Quartetto per archi n. 22 in si bemolle maggiore, K 589 "Prussiano n. 2"


Musica: Wolfgang Amadeus Mozart (1756 - 1791)
  1. Allegro (si bemolle maggiore)
  2. Larghetto (mi bemolle maggiore)
  3. Minuetto e trio. Moderato (si bemolle maggiore)

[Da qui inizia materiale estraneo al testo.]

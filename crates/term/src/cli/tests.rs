use pretty_assertions::assert_eq;

use super::*;

fn check_args(args: &[&str]) -> CheckArgs {
	let cli = Cli::try_parse_from(std::iter::once("trellis").chain(args.iter().copied())).unwrap();
	match cli.command {
		Command::Check(args) => args,
		other => panic!("expected check, got {other:?}"),
	}
}

#[test]
fn parse_env_pairs() {
	assert_eq!(parse_env_pair("DATA_DIR=/data"), Ok(("DATA_DIR".to_string(), "/data".to_string())));
	assert_eq!(parse_env_pair("QUERY=a=b"), Ok(("QUERY".to_string(), "a=b".to_string())));
	assert_eq!(parse_env_pair("EMPTY="), Ok(("EMPTY".to_string(), String::new())));
}

#[test]
fn reject_bad_env_pairs() {
	assert!(parse_env_pair("DATA_DIR").is_err());
	assert!(parse_env_pair("data_dir=/x").is_err());
	assert!(parse_env_pair("=x").is_err());
}

#[test]
fn check_defaults() {
	let args = check_args(&["check", "exp.json"]);
	assert_eq!(args.file, PathBuf::from("exp.json"));
	assert!(args.env.is_empty());
	assert!(!args.isolated && !args.strict && !args.no_autowire);
	assert_eq!(args.format, Format::Text);
}

#[test]
fn check_with_options() {
	let args = check_args(&["check", "exp.json", "-e", "A=1", "--env", "B=2", "--strict", "--format", "json", "--isolated"]);
	assert_eq!(args.env, vec![("A".to_string(), "1".to_string()), ("B".to_string(), "2".to_string())]);
	assert!(args.strict && args.isolated);
	assert_eq!(args.format, Format::Json);
}

#[test]
fn verbose_is_global() {
	let cli = Cli::try_parse_from(["trellis", "check", "exp.json", "-v"]).unwrap();
	assert!(cli.verbose);
}

#[test]
fn bad_env_fails_to_parse() {
	assert!(Cli::try_parse_from(["trellis", "check", "exp.json", "--env", "lower=1"]).is_err());
}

  4. Allegro assai (si bemolle maggiore)
Organico: 2 violini, viola, violoncello
Composizione: Vienna, maggio 1790
Prima esecuzione: Vienna, abitazione di Mozart, 22 maggio 1790
Edizione: Artaria, Vienna 1791
Guida all'ascolto 1 (nota 1)

Gli ultimi anni del grande salisburghese hanno attirato spesso l'attenzione dei biografi, per una somma di vicende esterne ed interne, contrassegnate dall'assillante mancanza di denaro e da una intensa attività creatrice tra opere teatrali, oratoriali, musiche di "consumo" (Minuetti, Controdanze, Ländler ecc.) e cameristica. Appartengono a questa estrema stagione creativa gli ultimi Quartetti per archi, K. 575, 589 e 590, detti "prussiani" per essere nati su commissione di Federico Guglielmo II, re di Prussia, che in verità ottenne solo tre dei sei Quartetti desiderati. Wolfgang a sua volta ne ottenne vantaggi sociali e finanziari minori di quelli su cui contava: un cofanetto con 100 monete d'oro e un "regale" biglietto di ringraziamento.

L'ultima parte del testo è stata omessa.